Icon Health & Fitness, Inc. sued Octane for infringing on two of its patents on its elliptical machines – one on electronic heart rate monitoring and one on linkage of the moving pedals. The heart rate claim was so unreasonable that Icon was forced to drop it from the case early in the litigation, and Octane won on the linkage issue and requested reimbursement for $1.8 million in attorneys' fees. The U.S. District Court for the District of Minnesota and the U.S. Court of Appeals for the Federal Circuit both agreed that Icon’s claims were sufficiently weak that a jury trial was not necessary and that summary judgment in Octane’s favor was appropriate.  Yet, both found the case was not “exceptional” enough to warrant fees, the standard under 35 USC 285.

In response, Octane filed a petition for certiorari with the U.S. Supreme Court, arguing that this statutory interpretation had become a “rigid and virtually insurmountable test,” and that trial judges should be able to award fees when a patent holder “unreasonably pursues a case having an objectively low likelihood of success” to serve as a deterrent to litigation abuse via groundless lawsuits.
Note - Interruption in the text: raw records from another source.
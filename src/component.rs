use alloc::{borrow::Cow, vec::Vec};

use crate::{
    any::{Instance, TypeInfo},
    config::Capabilities,
    factory::Methods,
    fields::Injectable,
    hierarchy::{Edge, Supertypes},
    lifecycle::{Destructible, Initiated},
    property::Property,
    provider::Provider,
    utils::thread_safety::RcThreadSafety,
};

/// Type managed by the container.
///
/// Every method has a default, so a plain component only needs empty impls:
/// ```rust,ignore
/// impl Injectable for Pool {}
/// impl Component for Pool {}
/// ```
/// A component opts into extra roles by returning itself from the matching `as_*` method.
pub trait Component: Injectable + 'static {
    /// Roles announced to scanners, see [`crate::Scanner`].
    const CAPABILITIES: Capabilities = Capabilities::SINGLETON;

    /// Provider name used to pick between several components of one type.
    /// `None` means the snake_case type name.
    fn name(&self) -> Option<Cow<'static, str>> {
        None
    }

    fn is_default(&self) -> bool {
        false
    }

    /// Declares the types the component can also be resolved as.
    fn supertypes(supertypes: &mut Supertypes<Self>)
    where
        Self: Sized,
    {
        let _ = supertypes;
    }

    fn as_initiated(self: RcThreadSafety<Self>) -> Option<RcThreadSafety<dyn Initiated>>
    where
        Self: Sized,
    {
        None
    }

    fn as_destructible(self: RcThreadSafety<Self>) -> Option<RcThreadSafety<dyn Destructible>>
    where
        Self: Sized,
    {
        None
    }

    /// Methods exposed as providers of their return types.
    fn as_factory(self: RcThreadSafety<Self>) -> Option<Methods>
    where
        Self: Sized,
    {
        None
    }

    fn as_provider(self: RcThreadSafety<Self>) -> Option<RcThreadSafety<dyn Provider>>
    where
        Self: Sized,
    {
        None
    }

    fn as_property(self: RcThreadSafety<Self>) -> Option<RcThreadSafety<dyn Property>>
    where
        Self: Sized,
    {
        None
    }
}

pub(crate) fn supertype_edges<T: Component>() -> Vec<Edge> {
    let mut supertypes = Supertypes::<T>::new();
    T::supertypes(&mut supertypes);
    supertypes.into_edges()
}

/// Type-erased view of a built component with all its roles.
pub(crate) struct Parts {
    pub(crate) instance: Instance,
    pub(crate) name: Cow<'static, str>,
    pub(crate) is_default: bool,
    pub(crate) supertypes: Vec<Edge>,
    pub(crate) injectable: RcThreadSafety<dyn Injectable>,
    pub(crate) initiated: Option<RcThreadSafety<dyn Initiated>>,
    pub(crate) destructible: Option<RcThreadSafety<dyn Destructible>>,
    pub(crate) factory: Option<Methods>,
    pub(crate) provider: Option<RcThreadSafety<dyn Provider>>,
    pub(crate) property: Option<RcThreadSafety<dyn Property>>,
}

impl Parts {
    #[must_use]
    pub(crate) fn new<T: Component>(component: RcThreadSafety<T>) -> Self {
        let type_info = TypeInfo::of::<T>();
        Self {
            instance: Instance::new(component.clone()),
            name: component.name().unwrap_or_else(|| Cow::Owned(type_info.default_name())),
            is_default: component.is_default(),
            supertypes: supertype_edges::<T>(),
            injectable: component.clone(),
            initiated: component.clone().as_initiated(),
            destructible: component.clone().as_destructible(),
            factory: component.clone().as_factory(),
            provider: component.clone().as_provider(),
            property: component.as_property(),
        }
    }

    #[inline]
    #[must_use]
    pub(crate) const fn type_info(&self) -> TypeInfo {
        self.instance.type_info()
    }
}

#[cfg(test)]
mod tests {
    use super::{Component, Parts};
    use crate::{
        any::TypeInfo,
        fields::Injectable,
        hierarchy::Supertypes,
        lifecycle::Initiated,
        utils::thread_safety::RcThreadSafety,
    };

    use alloc::borrow::Cow;

    trait Clock: Send + Sync {}

    struct Plain;

    impl Injectable for Plain {}
    impl Component for Plain {}

    struct SystemClock;

    impl Clock for SystemClock {}
    impl Injectable for SystemClock {}

    impl Initiated for SystemClock {
        fn initiate(&self) -> anyhow::Result<()> {
            Ok(())
        }
    }

    impl Component for SystemClock {
        fn name(&self) -> Option<Cow<'static, str>> {
            Some(Cow::Borrowed("utc"))
        }

        fn is_default(&self) -> bool {
            true
        }

        fn supertypes(supertypes: &mut Supertypes<Self>) {
            supertypes.add::<dyn Clock>(|this| this);
        }

        fn as_initiated(self: RcThreadSafety<Self>) -> Option<RcThreadSafety<dyn Initiated>> {
            Some(self)
        }
    }

    #[test]
    fn test_plain_parts() {
        let parts = Parts::new(RcThreadSafety::new(Plain));

        assert_eq!(parts.type_info(), TypeInfo::of::<Plain>());
        assert_eq!(parts.name, "plain");
        assert!(!parts.is_default);
        assert!(parts.supertypes.is_empty());
        assert!(parts.initiated.is_none());
        assert!(parts.destructible.is_none());
        assert!(parts.factory.is_none());
        assert!(parts.provider.is_none());
        assert!(parts.property.is_none());
    }

    #[test]
    fn test_capable_parts() {
        let parts = Parts::new(RcThreadSafety::new(SystemClock));

        assert_eq!(parts.name, "utc");
        assert!(parts.is_default);
        assert_eq!(parts.supertypes.len(), 1);
        assert_eq!(parts.supertypes[0].target, TypeInfo::of::<dyn Clock>());
        assert!(parts.initiated.is_some());
    }
}
#![allow(dead_code)]

use criterion::{criterion_group, criterion_main, Criterion};
use stagedi::{Blueprint, Component, Container, FixedScanner, Inject, Injectable, Supertypes};
use std::sync::Arc;

trait Repo: Send + Sync {}

struct A(Arc<B>, Arc<C>);
struct B(i32);
struct C(Arc<CA>);
struct CA(Arc<dyn Repo>);
struct PgRepo;

impl Repo for PgRepo {}

macro_rules! plain_components {
    ($($ty:ident),*) => {
        $(
            impl Injectable for $ty {}
            impl Component for $ty {}
        )*
    };
}

plain_components!(A, B, C, CA);

impl Injectable for PgRepo {}

impl Component for PgRepo {
    fn supertypes(supertypes: &mut Supertypes<Self>) {
        supertypes.add::<dyn Repo>(|this| this);
    }
}

fn scanner() -> FixedScanner {
    FixedScanner::new()
        .with("app", Blueprint::new(|Inject(b): Inject<B>, Inject(c): Inject<C>| Ok(A(b, c))))
        .with("app", Blueprint::new(|Inject(ca): Inject<CA>| Ok(C(ca))))
        .with("app", Blueprint::new(|Inject(repo): Inject<dyn Repo>| Ok(CA(repo))))
        .with("app", Blueprint::new(|| Ok(B(1))))
        .with("app", Blueprint::new(|| Ok(PgRepo)))
}

fn resolve_benchmark(c: &mut Criterion) {
    let container = Container::default().with_scanner(scanner());
    container.scan("app").unwrap();

    c.bench_function("get_single", |b| {
        b.iter(|| container.get::<B>().unwrap());
    })
    .bench_function("get_supertype", |b| {
        b.iter(|| container.get::<dyn Repo>().unwrap());
    })
    .bench_function("create", |b| {
        b.iter(|| container.create::<C>().unwrap());
    })
    .bench_function("scan", |b| {
        b.iter(|| Container::default().with_scanner(scanner()).scan("app").unwrap());
    });
}

criterion_group!(benches, resolve_benchmark);
criterion_main!(benches);
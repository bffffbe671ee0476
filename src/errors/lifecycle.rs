use crate::any::TypeInfo;

#[derive(thiserror::Error, Debug)]
pub enum LifecycleErrorKind {
    #[error("Unable to initiate component: {}", type_info.name)]
    Initiation {
        type_info: TypeInfo,
        #[source]
        source: anyhow::Error,
    },
    #[error("Unable to destroy component: {}", type_info.name)]
    Destruction {
        type_info: TypeInfo,
        #[source]
        source: anyhow::Error,
    },
}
After oral arguments on the petition on Feb. 26, the U.S. Supreme Court overturned the appeals court, and sent the case back to the lower court for reconsideration, in view of the new standard that provides district courts with considerably more discretion to award fees where weak patent claims are asserted. In the unanimous ruling, Justice Sonia Sotomayor wrote, “A case presenting either subjective bad faith or exceptionally meritless claims may sufficiently set itself apart from mine-run cases to warrant a fee award.”

This decision reduces the standard of proof for legal fee reimbursement from “clear and convincing evidence” to a “preponderance of the evidence,” and thereby provides district court judges with more latitude in awarding fees on lawsuits that they think should not have been brought.

“We are thrilled to be in the position of helping relieve the burden of meritless lawsuits on businesses across all industries with this historic decision,” said Dennis Lee, president and CEO of Octane Fitness. ”We take intellectual property very seriously and have spent six years defending against this unjustified allegation.”

Many technology companies, including Apple Inc. and Google Inc., face numerous unwarranted patent lawsuits, and 15 amicus briefs were filed in support of Octane’s petition, including one by the United States Solicitor General’s Office. Apple and Google also pressed the High Court to consider how fees are awarded, and Congress is considering legislation on attorneys’ fees.

The case is Octane Fitness v. Icon Health & Fitness, 12-1184.